With a collection that includes poems such as “she was music / but he had his ears cut off,” I think it’s fair, as an amateur poet and poetics scholar, to say that it’s a little upsetting.

I'm upset that this, poetry supplanted with instant gratification, is what is acceptable. The existence and prolonged praise of her work effectively silences new and influential Anglophone poets whose work has been systematically subordinated and ignored by academia and the media for easy, safe, and all-together bland poetry.

I'm upset that the ‘foremothers’ of feminist poetry like Sylvia Plath, Adrienne Rich, Margaret Atwood, Audre Lord, Alice Walker, Aphra Behn, Elizabeth Bishop, Emily Dickinson, Edna St. Vincent Millay, Marianne Moore, Mitsuye Yamada, and so many other women have been passed by for Kaur.

I'm upset about the men whose roles in the ascent of feminism and feminist theory, both past and present, have been neglected: Alfred Lord Tennyson, Bruce Andrews, Octavio Paz, I could go on.

But at the same time, I cannot blame Kaur. Souradeep Roy makes the point in his article that “It would be foolish to blame a bad poet for writing bad poetry. The culture industry around publishing works to maximize profit, and profit has very little to do with the art of writing.”

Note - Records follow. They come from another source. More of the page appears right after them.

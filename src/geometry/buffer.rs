//! Approximate offset polygons.
//!
//! A point buffers to a regular N-gon inscribed in the radius. Lines
//! and polygons buffer as a Minkowski-sum approximation: one offset
//! rectangle per segment plus one disc per vertex, merged through the
//! overlay kernel. The result always contains the input, and no point
//! of it lies farther than the radius from the input.

use super::overlay::union_all;
use super::{Coord, Geometry, Polygon};
use crate::error::{Result, VeldError};

/// Minimum accepted segment count for a full circle.
pub const MIN_SEGMENTS: usize = 8;

fn validate(radius: f64, segments: usize) -> Result<()> {
    if !radius.is_finite() || radius <= 0.0 {
        return Err(VeldError::InvalidInput(format!(
            "Buffer radius must be finite and positive, got {}",
            radius
        )));
    }
    if segments < MIN_SEGMENTS {
        return Err(VeldError::InvalidInput(format!(
            "Buffer needs at least {} segments, got {}",
            MIN_SEGMENTS, segments
        )));
    }
    Ok(())
}

/// Regular N-gon of the given radius around a center.
fn disc(center: &Coord, radius: f64, segments: usize) -> Result<Polygon> {
    let coords: Vec<Coord> = (0..segments)
        .map(|i| {
            let angle = 2.0 * std::f64::consts::PI * i as f64 / segments as f64;
            Coord::new(
                center.x + radius * angle.cos(),
                center.y + radius * angle.sin(),
            )
        })
        .collect();
    Polygon::from_exterior_coords(coords)
}

/// Rectangle covering a segment offset by the radius on both sides.
fn segment_box(a: &Coord, b: &Coord, radius: f64) -> Option<Polygon> {
    let len = a.distance_to(b);
    if len == 0.0 {
        return None;
    }
    let nx = -(b.y - a.y) / len * radius;
    let ny = (b.x - a.x) / len * radius;
    Polygon::from_exterior_coords(vec![
        Coord::new(a.x + nx, a.y + ny),
        Coord::new(b.x + nx, b.y + ny),
        Coord::new(b.x - nx, b.y - ny),
        Coord::new(a.x - nx, a.y - ny),
    ])
    .ok()
}

/// Merge buffer pieces; a connected input yields one region, but the
/// union kernel may legitimately split along tangencies, so keep the
/// largest piece.
fn merge_pieces(pieces: Vec<Polygon>) -> Result<Polygon> {
    union_all(&pieces)
        .into_iter()
        .max_by(|a, b| a.area().total_cmp(&b.area()))
        .ok_or_else(|| VeldError::InvalidGeometry("Buffer produced no area".to_string()))
}

/// Approximate offset polygon around a geometry.
///
/// `segments` is the vertex count used per full circle (default 32 via
/// [`Config`](crate::Config), minimum 8).
///
/// # Errors
///
/// `InvalidInput` for a non-positive or non-finite radius, or too few
/// segments.
///
/// # Example
///
/// ```rust
/// use veld::geometry::buffer::buffer;
/// use veld::{Coord, Geometry};
///
/// let point = Geometry::point(0.0, 0.0).unwrap();
/// let zone = buffer(&point, 10.0, 32).unwrap();
/// assert!(zone.contains_coord(&Coord::new(0.0, 0.0)));
/// // Inscribed: the area approaches a circle's from below
/// assert!(zone.area() < std::f64::consts::PI * 100.0);
/// assert!(zone.area() > 0.97 * std::f64::consts::PI * 100.0);
/// ```
pub fn buffer(geometry: &Geometry, radius: f64, segments: usize) -> Result<Polygon> {
    validate(radius, segments)?;

    match geometry {
        Geometry::Point(c) => disc(c, radius, segments),
        Geometry::LineString(line) => {
            let mut pieces: Vec<Polygon> = Vec::new();
            for c in line.coords() {
                pieces.push(disc(c, radius, segments)?);
            }
            for (a, b) in line.segments() {
                pieces.extend(segment_box(&a, &b, radius));
            }
            merge_pieces(pieces)
        }
        Geometry::Polygon(polygon) => {
            let mut pieces: Vec<Polygon> = vec![polygon.clone()];
            for ring in polygon.rings() {
                for c in &ring.coords()[..ring.coords().len() - 1] {
                    pieces.push(disc(c, radius, segments)?);
                }
                for (a, b) in ring.segments() {
                    pieces.extend(segment_box(&a, &b, radius));
                }
            }
            merge_pieces(pieces)
        }
    }
}

/// Expected area of the inscribed N-gon approximating a circle.
#[cfg(test)]
fn ngon_area(radius: f64, segments: usize) -> f64 {
    0.5 * segments as f64 * radius * radius * (2.0 * std::f64::consts::PI / segments as f64).sin()
}

#[cfg(test)]
mod tests {
    use super::*;
    use crate::geometry::LineString;
    use crate::geometry::predicates::{distance, within};

    #[test]
    fn test_rejects_bad_parameters() {
        let point = Geometry::point(0.0, 0.0).unwrap();
        assert!(matches!(
            buffer(&point, 0.0, 32),
            Err(VeldError::InvalidInput(_))
        ));
        assert!(matches!(
            buffer(&point, -1.0, 32),
            Err(VeldError::InvalidInput(_))
        ));
        assert!(matches!(
            buffer(&point, f64::NAN, 32),
            Err(VeldError::InvalidInput(_))
        ));
        assert!(matches!(
            buffer(&point, 1.0, 4),
            Err(VeldError::InvalidInput(_))
        ));
    }

    #[test]
    fn test_point_buffer_is_regular_ngon() {
        let point = Geometry::point(3.0, -2.0).unwrap();
        let zone = buffer(&point, 5.0, 32).unwrap();

        assert_eq!(zone.exterior().coords().len(), 33);
        assert!((zone.area() - ngon_area(5.0, 32)).abs() < 1e-9);

        // Every vertex sits exactly on the radius
        let center = Coord::new(3.0, -2.0);
        for c in zone.exterior().coords() {
            assert!((c.distance_to(&center) - 5.0).abs() < 1e-9);
        }
        assert!(zone.contains_coord(&center));
    }

    #[test]
    fn test_point_buffer_fidelity_scales_with_segments() {
        let point = Geometry::point(0.0, 0.0).unwrap();
        let coarse = buffer(&point, 1.0, 8).unwrap();
        let fine = buffer(&point, 1.0, 64).unwrap();
        assert!(coarse.area() < fine.area());
        assert!(fine.area() < std::f64::consts::PI);
    }

    #[test]
    fn test_linestring_buffer_contains_input() {
        let line = LineString::new(vec![
            Coord::new(0.0, 0.0),
            Coord::new(10.0, 0.0),
            Coord::new(10.0, 10.0),
        ])
        .unwrap();
        let geometry = Geometry::LineString(line.clone());
        let zone = buffer(&geometry, 2.0, 32).unwrap();

        assert!(within(&geometry, &Geometry::Polygon(zone.clone())));
        for c in line.coords() {
            assert!(zone.contains_coord(c));
        }
    }

    #[test]
    fn test_linestring_buffer_stays_near_input() {
        let line = Geometry::LineString(
            LineString::new(vec![Coord::new(0.0, 0.0), Coord::new(10.0, 0.0)]).unwrap(),
        );
        let zone = buffer(&line, 2.0, 32).unwrap();
        for c in zone.exterior().coords() {
            let vertex = Geometry::Point(*c);
            assert!(distance(&vertex, &line) <= 2.0 + 1e-9);
        }
    }

    #[test]
    fn test_polygon_buffer_contains_polygon() {
        let square = Polygon::from_exterior_coords(vec![
            Coord::new(0.0, 0.0),
            Coord::new(4.0, 0.0),
            Coord::new(4.0, 4.0),
            Coord::new(0.0, 4.0),
        ])
        .unwrap();
        let geometry = Geometry::Polygon(square);
        let zone = buffer(&geometry, 1.0, 32).unwrap();

        assert!(within(&geometry, &Geometry::Polygon(zone.clone())));
        // Grown outward on every side
        let bbox = zone.bounding_box();
        assert!(bbox.min_x <= -1.0 + 1e-9);
        assert!(bbox.max_x >= 5.0 - 1e-9);
        assert!(zone.area() > 16.0);
    }

    #[test]
    fn test_buffer_bounded_by_radius() {
        let square = Geometry::Polygon(
            Polygon::from_exterior_coords(vec![
                Coord::new(0.0, 0.0),
                Coord::new(4.0, 0.0),
                Coord::new(4.0, 4.0),
                Coord::new(0.0, 4.0),
            ])
            .unwrap(),
        );
        let zone = buffer(&square, 1.5, 32).unwrap();
        for c in zone.exterior().coords() {
            assert!(distance(&Geometry::Point(*c), &square) <= 1.5 + 1e-9);
        }
    }
}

The rise of this gang of ‘self-made’ Instagram poets is detrimental and trivializes poetry as a certain creative impulse that anyone can accomplish which is, as a matter of fact, untrue. These self-titled influencer poets propagate and propel what Rebecca Watts calls the ‘cult of personality’:

“The ability to draw a crowd, attract an audience or assemble a mob does not itself render a thing intrinsically good: witness Donald Trump. Like the new president, the new poets are products of a cult of personality, which demands from its heroes only that they be “honest” and “accessible”, where honesty is defined as the constant expression of what one feels, and accessibility means the complete rejection of complexity, subtlety, eloquence and the aspiration to do anything well.”

The last I checked, honesty and accessibility were not requirements of poetry. Don't let one-liner clichés and silly drawings be mistaken for what poetry can be. Sit down, woman the hell up, and read something out of your comfort zone. Try to understand why the famous poets I've mentioned (and others) are so acclaimed.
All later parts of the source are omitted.